Following the conception and marketing stage, Director Chris Smith guides the storyline towards the panic among organizers as failure becomes apparent, the event and the social media storm, and the disastrous aftermath.
The central character of the documentary is McFarland, who is currently serving a six-year jail sentence after pleading guilty to fraud earlier this year. The documentary briefly touched on his history of fraudulent ventures, such as Magnises. The business was centred on a card subscription service with lofty claims, many of which he failed to deliver.
Smith paints him as the charismatic conductor of his own destruction as McFarland flippantly ignores the warnings of his team members and doggedly pursues a facade of success and luxury in his quest to finagle further funds for the festival.

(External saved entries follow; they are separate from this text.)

//! Upstream collaborators for eventgate.
//!
//! The gateway never verifies credentials or stores events itself. Both
//! concerns are delegated to collaborators behind two traits:
//!
//! - [`Authenticator`] answers `POST /auth/login`
//! - [`EventSource`] answers `GET /events`
//!
//! Each trait has an HTTP-forwarding implementation and an "unconfigured"
//! implementation that fails fast with [`UpstreamError::NotConfigured`].
//!
//! # Architecture
//!
//! ```text
//! ┌──────────────────┐     ┌──────────────────┐
//! │   Gateway        │────▶│  Authenticator   │──▶ HttpAuthenticator ──▶ login service
//! │   (HTTP)         │     │  (trait)         │──▶ UnconfiguredAuthenticator
//! │                  │     └──────────────────┘
//! │                  │     ┌──────────────────┐
//! │                  │────▶│  EventSource     │──▶ HttpEventSource ──▶ events service
//! │                  │     │  (trait)         │──▶ UnconfiguredEventSource
//! └──────────────────┘     └──────────────────┘
//! ```
//!
//! # Example
//!
//! ```no_run
//! use eventgate_upstream::{Authenticator, Credentials, UpstreamConfig};
//!
//! # async fn example() -> Result<(), Box<dyn std::error::Error>> {
//! let config = UpstreamConfig {
//!     login_url: Some("https://identity.internal/login".to_string()),
//!     events_url: None,
//!     timeout_seconds: 30,
//! };
//!
//! let authenticator = config.authenticator()?;
//!
//! let body = serde_json::json!({ "user": "a", "pass": "b" });
//! let credentials: Credentials = serde_json::from_value(body)?;
//! let response = authenticator.login(credentials).await?;
//! println!("{}", response.as_value());
//! # Ok(())
//! # }
//! ```

#![forbid(unsafe_code)]
#![warn(missing_docs)]
#![warn(clippy::all)]
#![warn(clippy::pedantic)]

pub mod error;
pub mod events;
mod http;
pub mod login;
pub mod types;

use std::sync::Arc;
use std::time::Duration;

use serde::Deserialize;

pub use error::{Result, UpstreamError};
pub use events::{EventSource, HttpEventSource, UnconfiguredEventSource};
pub use login::{Authenticator, HttpAuthenticator, UnconfiguredAuthenticator};
pub use types::{Credentials, Event, EventQuery, LoginResponse};

#[cfg(any(test, feature = "test-utils"))]
pub use events::MockEventSource;
#[cfg(any(test, feature = "test-utils"))]
pub use login::MockAuthenticator;

/// Where the upstream collaborators live.
#[derive(Debug, Clone, Deserialize)]
pub struct UpstreamConfig {
    /// Login endpoint. `None` leaves `/auth/login` unconfigured.
    #[serde(default)]
    pub login_url: Option<String>,
    /// Events endpoint. `None` leaves `/events` unconfigured.
    #[serde(default)]
    pub events_url: Option<String>,
    /// Timeout for each upstream request, in seconds.
    #[serde(default = "UpstreamConfig::default_timeout")]
    pub timeout_seconds: u64,
}

impl UpstreamConfig {
    const fn default_timeout() -> u64 {
        30
    }

    /// Get the upstream request timeout as a `Duration`.
    #[must_use]
    pub fn timeout(&self) -> Duration {
        Duration::from_secs(self.timeout_seconds)
    }

    /// Build the authenticator selected by this configuration.
    ///
    /// # Errors
    ///
    /// Returns an error if the HTTP client cannot be created.
    pub fn authenticator(&self) -> Result<Arc<dyn Authenticator>> {
        match &self.login_url {
            Some(url) => {
                tracing::info!(login_url = %url, "Login upstream configured");
                Ok(Arc::new(HttpAuthenticator::new(url.clone(), self.timeout())?))
            }
            None => {
                tracing::warn!("No login upstream configured - /auth/login will answer 501");
                Ok(Arc::new(UnconfiguredAuthenticator))
            }
        }
    }

    /// Build the event source selected by this configuration.
    ///
    /// # Errors
    ///
    /// Returns an error if the HTTP client cannot be created.
    pub fn event_source(&self) -> Result<Arc<dyn EventSource>> {
        match &self.events_url {
            Some(url) => {
                tracing::info!(events_url = %url, "Events upstream configured");
                Ok(Arc::new(HttpEventSource::new(url.clone(), self.timeout())?))
            }
            None => {
                tracing::warn!("No events upstream configured - /events will answer 501");
                Ok(Arc::new(UnconfiguredEventSource))
            }
        }
    }
}

impl Default for UpstreamConfig {
    fn default() -> Self {
        Self {
            login_url: None,
            events_url: None,
            timeout_seconds: Self::default_timeout(),
        }
    }
}
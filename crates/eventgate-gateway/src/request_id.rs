//! Request id generation for the `x-request-id` header.

use axum::http::{HeaderName, HeaderValue, Request};
use tower_http::request_id::{MakeRequestId, RequestId as HeaderRequestId};

use eventgate_core::RequestId;

/// Header carrying the per-request id.
pub const REQUEST_ID_HEADER: HeaderName = HeaderName::from_static("x-request-id");

/// Generates a fresh UUID v4 [`RequestId`] for requests that arrive without one.
#[derive(Debug, Clone, Copy, Default)]
pub struct MakeUuidRequestId;

impl MakeRequestId for MakeUuidRequestId {
    fn make_request_id<B>(&mut self, _request: &Request<B>) -> Option<HeaderRequestId> {
        let id = RequestId::generate().to_string();
        HeaderValue::from_str(&id).ok().map(HeaderRequestId::new)
    }
}
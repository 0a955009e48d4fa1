//! Login endpoint.

use std::sync::Arc;

use axum::extract::rejection::JsonRejection;
use axum::extract::State;
use axum::Json;

use eventgate_upstream::{Credentials, LoginResponse};

use crate::error::ApiError;
use crate::state::GatewayState;

/// Verify credentials through the configured authenticator.
///
/// The body must be a JSON object. Its fields are not interpreted here; they
/// are handed to the authenticator and its payload is returned as is.
///
/// ```text
/// POST /auth/login
/// {"user": "a", "pass": "b"}
///
/// Response: 200 OK with the authenticator's payload
/// ```
pub async fn login(
    State(state): State<Arc<GatewayState>>,
    payload: Result<Json<Credentials>, JsonRejection>,
) -> Result<Json<LoginResponse>, ApiError> {
    let Json(credentials) = payload?;

    let fields: Vec<&str> = credentials.field_names().collect();
    tracing::debug!(?fields, "Login requested");

    let response = state.authenticator.login(credentials).await?;

    tracing::info!("Login accepted");
    Ok(Json(response))
}
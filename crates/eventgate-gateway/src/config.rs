//! Gateway configuration types.
//!
//! Configuration is read from environment variables at startup. Every
//! setting has a default except the upstream URLs, which are optional.

use std::str::FromStr;
use std::time::Duration;

use serde::Deserialize;
use thiserror::Error;

use eventgate_core::{CoreError, OriginPolicy};
use eventgate_upstream::UpstreamConfig;

/// Errors raised while loading configuration.
#[derive(Debug, Error)]
pub enum ConfigError {
    /// A numeric setting could not be parsed.
    #[error("invalid value for {key}: {value:?}")]
    InvalidValue {
        /// The environment variable.
        key: &'static str,
        /// The rejected value.
        value: String,
    },

    /// An entry of `CORS_ORIGINS` is not a valid origin.
    #[error("invalid CORS_ORIGINS entry: {0}")]
    InvalidOrigin(#[from] CoreError),
}

/// Configuration for the gateway service.
#[derive(Debug, Clone, Deserialize)]
pub struct GatewayConfig {
    /// Listen address (e.g., "0.0.0.0:8080").
    #[serde(default = "GatewayConfig::default_listen_addr")]
    pub listen_addr: String,

    /// Allowed CORS origins. A `*` entry allows every origin.
    #[serde(default)]
    pub cors_origins: Vec<String>,

    /// Maximum request body size in bytes.
    #[serde(default = "GatewayConfig::default_max_body")]
    pub max_body_bytes: usize,

    /// Request timeout in seconds.
    #[serde(default = "GatewayConfig::default_request_timeout")]
    pub request_timeout_seconds: u64,

    /// How long in-flight requests may run after shutdown is requested.
    #[serde(default = "GatewayConfig::default_drain_timeout")]
    pub drain_timeout_seconds: u64,

    /// Login and events collaborators.
    #[serde(default)]
    pub upstream: UpstreamConfig,
}

impl GatewayConfig {
    fn default_listen_addr() -> String {
        "0.0.0.0:8080".to_string()
    }

    const fn default_max_body() -> usize {
        1024 * 1024 // 1 MB
    }

    const fn default_request_timeout() -> u64 {
        30
    }

    const fn default_drain_timeout() -> u64 {
        10
    }

    /// Load configuration from the process environment.
    ///
    /// # Errors
    ///
    /// Returns an error if a variable is set to an unparseable value.
    pub fn from_env() -> Result<Self, ConfigError> {
        Self::from_lookup(|key| std::env::var(key).ok())
    }

    /// Load configuration from an arbitrary variable lookup.
    ///
    /// Recognized variables: `LISTEN_ADDR`, `CORS_ORIGINS` (comma separated),
    /// `MAX_BODY_BYTES`, `REQUEST_TIMEOUT_SECONDS`, `DRAIN_TIMEOUT_SECONDS`,
    /// `LOGIN_UPSTREAM_URL`, `EVENTS_UPSTREAM_URL`, `UPSTREAM_TIMEOUT_SECONDS`.
    /// Empty values are treated as unset.
    ///
    /// # Errors
    ///
    /// Returns an error if a variable is set to an unparseable value or
    /// `CORS_ORIGINS` contains an invalid origin.
    pub fn from_lookup<F>(lookup: F) -> Result<Self, ConfigError>
    where
        F: Fn(&str) -> Option<String>,
    {
        let get = |key: &str| lookup(key).filter(|v| !v.trim().is_empty());

        let cors_origins = get("CORS_ORIGINS")
            .map(|v| v.split(',').map(|s| s.trim().to_string()).collect())
            .unwrap_or_default();

        let config = Self {
            listen_addr: get("LISTEN_ADDR").unwrap_or_else(Self::default_listen_addr),
            cors_origins,
            max_body_bytes: parse_or(
                get("MAX_BODY_BYTES"),
                "MAX_BODY_BYTES",
                Self::default_max_body(),
            )?,
            request_timeout_seconds: parse_or(
                get("REQUEST_TIMEOUT_SECONDS"),
                "REQUEST_TIMEOUT_SECONDS",
                Self::default_request_timeout(),
            )?,
            drain_timeout_seconds: parse_or(
                get("DRAIN_TIMEOUT_SECONDS"),
                "DRAIN_TIMEOUT_SECONDS",
                Self::default_drain_timeout(),
            )?,
            upstream: UpstreamConfig {
                login_url: get("LOGIN_UPSTREAM_URL"),
                events_url: get("EVENTS_UPSTREAM_URL"),
                timeout_seconds: parse_or(
                    get("UPSTREAM_TIMEOUT_SECONDS"),
                    "UPSTREAM_TIMEOUT_SECONDS",
                    UpstreamConfig::default().timeout_seconds,
                )?,
            },
        };

        config.origin_policy()?;
        Ok(config)
    }

    /// Build the cross-origin policy from `cors_origins`.
    ///
    /// # Errors
    ///
    /// Returns an error if an entry is not a valid origin.
    pub fn origin_policy(&self) -> Result<OriginPolicy, ConfigError> {
        Ok(OriginPolicy::from_list(&self.cors_origins)?)
    }

    /// Get the request timeout as a `Duration`.
    #[must_use]
    pub fn request_timeout(&self) -> Duration {
        Duration::from_secs(self.request_timeout_seconds)
    }

    /// Get the drain timeout as a `Duration`.
    #[must_use]
    pub fn drain_timeout(&self) -> Duration {
        Duration::from_secs(self.drain_timeout_seconds)
    }
}

fn parse_or<T: FromStr>(
    value: Option<String>,
    key: &'static str,
    default: T,
) -> Result<T, ConfigError> {
    match value {
        None => Ok(default),
        Some(raw) => raw
            .trim()
            .parse()
            .map_err(|_| ConfigError::InvalidValue { key, value: raw }),
    }
}

impl Default for GatewayConfig {
    fn default() -> Self {
        Self {
            listen_addr: Self::default_listen_addr(),
            cors_origins: Vec::new(),
            max_body_bytes: Self::default_max_body(),
            request_timeout_seconds: Self::default_request_timeout(),
            drain_timeout_seconds: Self::default_drain_timeout(),
            upstream: UpstreamConfig::default(),
        }
    }
}

#[cfg(test)]
mod tests {
    use super::*;
    use std::collections::HashMap;

    fn lookup(vars: &[(&str, &str)]) -> impl Fn(&str) -> Option<String> {
        let vars: HashMap<String, String> = vars
            .iter()
            .map(|(k, v)| ((*k).to_string(), (*v).to_string()))
            .collect();
        move |key| vars.get(key).cloned()
    }

    #[test]
    fn default_config() {
        let config = GatewayConfig::default();
        assert_eq!(config.listen_addr, "0.0.0.0:8080");
        assert!(config.cors_origins.is_empty());
        assert_eq!(config.max_body_bytes, 1024 * 1024);
        assert!(config.upstream.login_url.is_none());
    }

    #[test]
    fn default_policy_is_restrictive() {
        let policy = GatewayConfig::default().origin_policy().unwrap();
        assert_eq!(policy, OriginPolicy::default());
    }

    #[test]
    fn timeout_duration() {
        let config = GatewayConfig::default();
        assert_eq!(config.request_timeout(), Duration::from_secs(30));
        assert_eq!(config.drain_timeout(), Duration::from_secs(10));
    }

    #[test]
    fn empty_environment_uses_defaults() {
        let config = GatewayConfig::from_lookup(lookup(&[])).unwrap();
        assert_eq!(config.listen_addr, "0.0.0.0:8080");
        assert!(config.cors_origins.is_empty());
        assert_eq!(config.request_timeout_seconds, 30);
        assert_eq!(config.upstream.timeout_seconds, 30);
    }

    #[test]
    fn environment_overrides() {
        let config = GatewayConfig::from_lookup(lookup(&[
            ("LISTEN_ADDR", "127.0.0.1:9000"),
            ("CORS_ORIGINS", "https://app.example.com, http://localhost:3000"),
            ("MAX_BODY_BYTES", "2048"),
            ("REQUEST_TIMEOUT_SECONDS", "5"),
            ("DRAIN_TIMEOUT_SECONDS", "2"),
            ("LOGIN_UPSTREAM_URL", "http://login.local/login"),
            ("EVENTS_UPSTREAM_URL", ""),
            ("UPSTREAM_TIMEOUT_SECONDS", "7"),
        ]))
        .unwrap();

        assert_eq!(config.listen_addr, "127.0.0.1:9000");
        assert_eq!(
            config.cors_origins,
            ["https://app.example.com", "http://localhost:3000"]
        );
        assert_eq!(config.max_body_bytes, 2048);
        assert_eq!(config.request_timeout(), Duration::from_secs(5));
        assert_eq!(config.drain_timeout(), Duration::from_secs(2));
        assert_eq!(
            config.upstream.login_url.as_deref(),
            Some("http://login.local/login")
        );
        assert!(config.upstream.events_url.is_none());
        assert_eq!(config.upstream.timeout_seconds, 7);

        let policy = config.origin_policy().unwrap();
        assert!(policy.allows("http://localhost:3000"));
        assert!(!policy.is_permissive());
    }

    #[test]
    fn wildcard_switch_enables_permissive_policy() {
        let config = GatewayConfig::from_lookup(lookup(&[("CORS_ORIGINS", "*")])).unwrap();
        assert!(config.origin_policy().unwrap().is_permissive());
    }

    #[test]
    fn invalid_number_is_rejected() {
        let err = GatewayConfig::from_lookup(lookup(&[("MAX_BODY_BYTES", "lots")])).unwrap_err();
        assert!(matches!(
            err,
            ConfigError::InvalidValue { key: "MAX_BODY_BYTES", .. }
        ));
    }

    #[test]
    fn invalid_origin_is_rejected() {
        let err =
            GatewayConfig::from_lookup(lookup(&[("CORS_ORIGINS", "https://ok.example, nope")]))
                .unwrap_err();
        assert!(matches!(err, ConfigError::InvalidOrigin(_)));
    }
}
//! Router configuration.
//!
//! This module sets up the Axum router with all routes and middleware.

use std::sync::Arc;

use axum::body::Body;
use axum::extract::{DefaultBodyLimit, Request, State};
use axum::http::header::{AUTHORIZATION, CONTENT_TYPE};
use axum::http::request::Parts;
use axum::http::{HeaderValue, Method, StatusCode};
use axum::middleware::{self, Next};
use axum::response::{IntoResponse, Response};
use axum::routing::{get, post};
use axum::Router;
use tower::ServiceBuilder;
use tower_http::cors::{AllowHeaders, AllowMethods, AllowOrigin, CorsLayer};
use tower_http::limit::{RequestBodyLimitLayer, ResponseBody};
use tower_http::request_id::{PropagateRequestIdLayer, SetRequestIdLayer};
use tower_http::timeout::TimeoutLayer;
use tower_http::trace::TraceLayer;

use eventgate_core::OriginPolicy;

use crate::error::ApiError;
use crate::handlers::{auth, events, health, not_found};
use crate::request_id::{MakeUuidRequestId, REQUEST_ID_HEADER};
use crate::state::GatewayState;

/// Create the gateway router with all routes and middleware.
///
/// # Routes
///
/// - `GET /health` - Health check
/// - `POST /auth/login` - Delegate a login to the authenticator
/// - `GET /events` - Delegate an event listing to the event source
///
/// Every other path, and every other method on these paths, answers
/// `404 not_found`.
///
/// Body-limit and timeout rejections use the same JSON error body as the
/// handlers. An invalid `cors_origins` list falls back to the restrictive
/// default policy.
pub fn create_router(state: GatewayState) -> Router {
    // Extract config values before moving state
    let policy = state.config.origin_policy().unwrap_or_else(|e| {
        tracing::error!(error = %e, "Invalid CORS configuration, allowing no origins");
        OriginPolicy::default()
    });
    let max_body_bytes = state.config.max_body_bytes;
    let request_timeout = state.config.request_timeout();

    let state = Arc::new(state);

    let middleware = ServiceBuilder::new()
        .layer(SetRequestIdLayer::new(REQUEST_ID_HEADER, MakeUuidRequestId))
        .layer(TraceLayer::new_for_http().make_span_with(
            |request: &axum::http::Request<axum::body::Body>| {
                let request_id = request
                    .headers()
                    .get(REQUEST_ID_HEADER)
                    .and_then(|v| v.to_str().ok())
                    .unwrap_or_default();
                tracing::info_span!(
                    "request",
                    method = %request.method(),
                    path = %request.uri().path(),
                    request_id = %request_id,
                )
            },
        ))
        .layer(PropagateRequestIdLayer::new(REQUEST_ID_HEADER))
        .layer(build_cors_layer(&policy))
        .map_response(rejection_to_api_error)
        .layer(RequestBodyLimitLayer::new(max_body_bytes))
        .layer(TimeoutLayer::new(request_timeout));

    Router::new()
        .route("/health", get(health::health).fallback(not_found))
        .route("/auth/login", post(auth::login).fallback(not_found))
        .route("/events", get(events::list_events).fallback(not_found))
        .fallback(not_found)
        .layer(middleware::from_fn_with_state(
            Arc::clone(&state),
            cancel_on_shutdown,
        ))
        .layer(DefaultBodyLimit::max(max_body_bytes))
        .layer(middleware)
        .with_state(state)
}

/// Render middleware rejections as `ApiError` bodies.
///
/// `RequestBodyLimitLayer` answers an oversized `content-length` with a plain
/// text 413 and `TimeoutLayer` answers with an empty 408. Handler errors
/// already carry a JSON body and pass through.
fn rejection_to_api_error(response: Response<ResponseBody<Body>>) -> Response {
    let is_json = response
        .headers()
        .get(CONTENT_TYPE)
        .and_then(|v| v.to_str().ok())
        .is_some_and(|v| v.starts_with("application/json"));

    match response.status() {
        StatusCode::PAYLOAD_TOO_LARGE if !is_json => ApiError::PayloadTooLarge.into_response(),
        StatusCode::REQUEST_TIMEOUT if !is_json => {
            tracing::warn!("Request timed out");
            ApiError::RequestTimeout.into_response()
        }
        _ => response.map(Body::new),
    }
}

/// Race the request against the server's cancel signal.
async fn cancel_on_shutdown(
    State(state): State<Arc<GatewayState>>,
    request: Request,
    next: Next,
) -> Response {
    tokio::select! {
        response = next.run(request) => response,
        () = state.cancel.cancelled() => {
            tracing::warn!("Request cancelled at drain deadline");
            ApiError::ShuttingDown.into_response()
        }
    }
}

/// Build the CORS layer for an origin policy.
///
/// The permissive policy reflects the caller's origin, methods and headers
/// and allows credentials. The restricted policy only echoes listed origins.
fn build_cors_layer(policy: &OriginPolicy) -> CorsLayer {
    if policy.is_permissive() {
        return CorsLayer::new()
            .allow_origin(AllowOrigin::mirror_request())
            .allow_methods(AllowMethods::mirror_request())
            .allow_headers(AllowHeaders::mirror_request())
            .allow_credentials(true)
            .expose_headers([REQUEST_ID_HEADER]);
    }

    let policy = policy.clone();
    CorsLayer::new()
        .allow_origin(AllowOrigin::predicate(
            move |origin: &HeaderValue, _parts: &Parts| {
                origin.to_str().is_ok_and(|o| policy.allows(o))
            },
        ))
        .allow_methods([Method::GET, Method::POST, Method::OPTIONS])
        .allow_headers([AUTHORIZATION, CONTENT_TYPE, REQUEST_ID_HEADER])
        .expose_headers([REQUEST_ID_HEADER])
}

Interviewees describe McFarland as an "operational sociopath" whose inherent charm and incessant positivity allows him to "sell anything." Among the poignant moments in the documentary is event producer Andy King's recollection of McFarland asking King to "take one for the team" and perform oral sex on a customs agent so as to bypass payment for the import fee for the event's water supply.
Maryann Rolle, local restaurant owner and last-minute caterer of the event, sat for a tearful interview in which she described the pain and abandonment she felt in the hands of organizers and McFarland. She was forced to spend $50,000 (£38,136) of her own savings to pay the employees who aided her with the event. Since the documentaries release, she’s posted a GoFundMe page to which sympathetic audiences have donated $211,809 since January 14.
As the film's tagline boasts, Fyre Festival holds fast the crown of "the greatest party that never happened."